Oggi è una buona giornata.
La mamma multata per aver abbracciato il figliolo dopo 4 mesi di lockdown porta riavere con sé il bambino.
Il clamore mediatico sollevato su questa vicenda ha consentito al fascicolo pendente di essere sbloccato, a seguito di nuove valutazioni da parte del Tribunale, il piccolo è stato collocato temporaneamente presso i nonni e sono state eliminate tutte le restrizioni alle visite della mamma. Ricordiamo che sono tre anni che la madre può vedere il suo bambino solo per un’ora alla settimana, controllata dai servizi sociali, con il timore di fare qualcosa di sbagliato e con l’ansia di un contatto, di un abbraccio, di poter rivivere una quotidianità spezzata senza motivo.
Una mamma sola e senza un marito o un compagno su cui poter contare per l’accudimento condiviso, avanzava tre anni fa nei confronti dei servizi sociali una richiesta di assistenza, perché con i turni di notte aveva difficoltà a gestire il piccolo. I servizi sociali li hanno divisi, affidando il bambino ad un’altra famiglia e consentendo alla mamma di vederlo solo sotto sorveglianza e per un’ora settimanale. Non era una mamma inadeguata, o abusante, o in difficoltà economiche, era una famiglia che aveva bisogno di assistenza, dilaniata da chi, quella sacrosanta assistenza, avrebbe dovuto fornirla.
Abbiamo sentito Elisa Fangareggi, che presiede la Time4life, associazione che instancabile in questi anni si è occupata della mamma e del bimbo e ci ha emozionato il suo racconto, di una mamma incredula di fronte alla possibilità di riabbracciare senza restrizioni il proprio figliolo: “non ci credeva stamattina quando ci ha telefonato” riferisce la Fangareggi “era emozionata, ora potrà di nuovo cenare con suo figlio, fare una passeggiata con lui, assisterlo nel quotidiano” E la domanda è perché? Perché il Tribunale ha lasciato questo fascicolo a galleggiare per tre lunghi anni: “Perché i Tribunali lasciano ai servizi sociali una amplissima discrezionalità e nel caso della mamma di Reggio Emilia non era stato neanche redatto un progetto di riavvicinamento madre figlio che fosse rispondente al caso concreto. Io mi chiedo perché se un infermiere che ha una laurea triennale non può neanche prescrivere uno sciroppo ad un assistente sociale è invece lasciata questa così ampia discrezionalità su i minori, con il rischio di rovinare per sempre delle famiglie? Ciò che lascia l’amaro in bocca è che sia stato l’atteggiamento assurdo dell’educatrice che ha denunciato la violazione delle norme anticovid per un abbraccio a portare attenzione mediatica sul caso. Altrimenti quanto si sarebbe trascinata la situazione? E poi se sino a ieri sussistevano delle restrizioni così importanti ed oggi magicamente senza alcuna gradualità sono scomparse, forse vuol dire che qualche errore è stato commesso nella valutazione del caso?”
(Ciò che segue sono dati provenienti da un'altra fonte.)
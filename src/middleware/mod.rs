//! # 요청 추출기(Extractor)
//!
//! - `auth`: 현재 사용자(`CurrentUser`)와 역할별 추출기(`AdminUser`, `DirectorUser`, `TeacherUser`)

pub mod auth;
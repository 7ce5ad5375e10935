//! # 과정(Course) 핸들러 (관리자 전용)
//!
//! | 메서드 | 경로 | 설명 |
//! |---|---|---|
//! | GET | `/api/v1/courses` | 과정 목록 |
//! | POST | `/api/v1/courses` | 과정 추가 |
//! | PATCH | `/api/v1/courses/{id}` | 과정 수정 |
//! | DELETE | `/api/v1/courses/{id}` | 과정 삭제 (연결, 할당, 기록부도 삭제) |
//! | POST | `/api/v1/courses/bulk-delete` | 여러 과정 삭제 |
//! | PUT | `/api/v1/courses/{id}/subjects` | 과정의 과목 집합 동기화 |
//!
//! 과정 이름은 클라이언트가 보내지 않습니다. 저장소가 (학년, 반, 근무조, 전공)으로 만듭니다.

use axum::{
    extract::{Path, State},
    http::StatusCode,
    Json,
};
use serde_json::{json, Value};

use crate::{
    error::AppError,
    middleware::auth::AdminUser,
    models::{
        BatchDeleteReport, BulkDeleteRequest, Course, CoursePatch, CourseSubjectsRequest,
        NewCourse, SubjectCourse,
    },
    services::{
        guards,
        sync::{self, SyncReport},
    },
};

use super::AppState;

pub async fn list_courses(
    _admin: AdminUser,
    State(state): State<AppState>,
) -> Result<Json<Value>, AppError> {
    let courses = state.storage.get_courses().await?;
    Ok(Json(json!({ "courses": courses })))
}

pub async fn create_course(
    _admin: AdminUser,
    State(state): State<AppState>,
    Json(req): Json<NewCourse>,
) -> Result<(StatusCode, Json<Course>), AppError> {
    let normalized = guards::normalize_course(&req)?;
    let existing = state.storage.get_courses().await?;
    guards::ensure_unique_course(
        existing.iter().map(|c| (c.id.as_str(), c.key())),
        &normalized.key(),
        None,
    )?;

    let course = state.storage.add_course(normalized).await?;
    tracing::info!(course_id = %course.id, name = %course.name, "course created");
    Ok((StatusCode::CREATED, Json(course)))
}

pub async fn update_course(
    _admin: AdminUser,
    State(state): State<AppState>,
    Path(id): Path<String>,
    Json(req): Json<CoursePatch>,
) -> Result<Json<Course>, AppError> {
    let existing = state.storage.get_courses().await?;
    let current = existing
        .iter()
        .find(|c| c.id == id)
        .ok_or_else(|| AppError::NotFound("Curso".to_string()))?;

    let merged = guards::normalize_course(&req.merge_into(current))?;
    guards::ensure_unique_course(
        existing.iter().map(|c| (c.id.as_str(), c.key())),
        &merged.key(),
        Some(&id),
    )?;

    let course = state.storage.update_course(&id, req).await?;
    Ok(Json(course))
}

pub async fn delete_course(
    _admin: AdminUser,
    State(state): State<AppState>,
    Path(id): Path<String>,
) -> Result<StatusCode, AppError> {
    state.storage.delete_course(&id).await?;
    tracing::info!(course_id = %id, "course deleted");
    Ok(StatusCode::NO_CONTENT)
}

pub async fn bulk_delete_courses(
    _admin: AdminUser,
    State(state): State<AppState>,
    Json(req): Json<BulkDeleteRequest>,
) -> Result<Json<BatchDeleteReport>, AppError> {
    let report = state.storage.delete_multiple_courses(&req.ids).await?;
    Ok(Json(report))
}

/// 편집 대화상자의 "저장": 선택된 과목 집합에 맞춰 연결을 삭제/추가합니다.
///
/// 중간에 실패하면 `PARTIAL_SYNC`(이미 적용된 변경 포함)를 반환합니다.
pub async fn sync_course_subjects(
    _admin: AdminUser,
    State(state): State<AppState>,
    Path(id): Path<String>,
    Json(req): Json<CourseSubjectsRequest>,
) -> Result<Json<SyncReport<SubjectCourse>>, AppError> {
    let report = sync::sync_course_subjects(state.storage.as_ref(), &id, &req.subject_ids).await?;
    Ok(Json(report))
}
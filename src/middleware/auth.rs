use axum::{extract::FromRequestParts, http::request::Parts};

use crate::{
    error::AppError,
    models::{User, UserRole},
    routes::AppState,
};

/// 이 기기의 현재 사용자 포인터에서 꺼낸 로그인 사용자
///
/// 포인터에는 ID만 있으므로 저장소에서 다시 읽습니다. 역할 변경이나 삭제가 바로 반영됩니다.
#[derive(Debug, Clone)]
pub struct CurrentUser(pub User);

impl FromRequestParts<AppState> for CurrentUser {
    type Rejection = AppError;

    async fn from_request_parts(
        _parts: &mut Parts,
        state: &AppState,
    ) -> Result<Self, Self::Rejection> {
        let user_id = state
            .device
            .current_user_id()
            .await?
            .ok_or_else(|| AppError::Unauthorized("No hay sesión iniciada".to_string()))?;

        let user = state
            .storage
            .get_user(&user_id)
            .await?
            .ok_or_else(|| AppError::Unauthorized("La sesión ya no es válida".to_string()))?;

        Ok(CurrentUser(user))
    }
}

fn require_role(user: User, role: UserRole) -> Result<User, AppError> {
    if user.role != role {
        tracing::debug!(user_id = %user.id, role = %user.role, required = %role, "role check failed");
        return Err(AppError::Forbidden(format!(
            "Se requiere el rol {}",
            role
        )));
    }
    Ok(user)
}

/// 역할별 추출기. 역할이 맞지 않으면 403을 반환합니다.
macro_rules! role_extractor {
    ($name:ident, $role:expr) => {
        #[derive(Debug, Clone)]
        pub struct $name(pub User);

        impl FromRequestParts<AppState> for $name {
            type Rejection = AppError;

            async fn from_request_parts(
                parts: &mut Parts,
                state: &AppState,
            ) -> Result<Self, Self::Rejection> {
                let CurrentUser(user) = CurrentUser::from_request_parts(parts, state).await?;
                require_role(user, $role).map($name)
            }
        }
    };
}

role_extractor!(AdminUser, UserRole::Admin);
role_extractor!(DirectorUser, UserRole::Director);
role_extractor!(TeacherUser, UserRole::Profesor);

#[cfg(test)]
mod tests {
    use super::*;

    #[test]
    fn role_mismatch_is_forbidden() {
        let user = User {
            id: "u1".into(),
            dni: "1".into(),
            name: "Ana".into(),
            password: String::new(),
            role: UserRole::Profesor,
            created_at: String::new(),
        };
        assert!(require_role(user.clone(), UserRole::Profesor).is_ok());
        assert!(matches!(
            require_role(user, UserRole::Admin),
            Err(AppError::Forbidden(_))
        ));
    }
}
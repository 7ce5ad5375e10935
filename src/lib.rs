//! # Libro de Temas 백엔드
//!
//! 학교의 수업 기록부(libro de temas)를 관리하는 서비스입니다.
//! 관리자는 사용자/과목/과정/할당을, 교사는 자신의 기록부를, 교장은 검증을 담당합니다.
//!
//! 바이너리(`main.rs`)와 통합 테스트(`tests/`)가 이 라이브러리를 함께 사용합니다.

pub mod config;
pub mod db;
pub mod error;
pub mod middleware;
pub mod models;
pub mod routes;
pub mod services;
pub mod storage;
L’osservazione sulla professionalizzazione degli operatori è assolutamente pertinente, così come quella sulla eccessiva discrezionalità. Ma chi ha sbagliato deve pagare, perché non accada mai più e ci si spinge oltre, perché se è avvilente il pensiero che ci sia voluta un così eclatante gesto per portare l’attenzione sul caso, ancor più avvilente è la consapevolezza che ciò accade perché c’è un’ideologia imperante che svilisce il ruolo del nucleo familiare e la sua importanza nello sviluppo della società. Dunque occorre rivedere sistemi, protocolli, leggi e soprattutto occorre ripartire dalla valorizzazione del vincolo familiare, che è sacro e va protetto da una cultura dominante che lo vede come una minaccia alla diffusione del pensiero unico, materialista, in cui anche la famiglia è vista come proprietà pubblica soggetta al controllo comune dei mezzi di produzione.
Ma oggi è una buona giornata perché una mamma sorriderà di nuovo di fronte al suo bambino, e lo stringerà tra le braccia, cercando di leccare le ferite provocate da uno strappo innaturale e devastante. Oggi è una buona giornata e speriamo che lo sia anche domani e nei giorni a venire, per ogni figlio tolto ingiustamente alle cure dei propri genitori e per ogni mamma e papà privati dei propri affetti più grandi.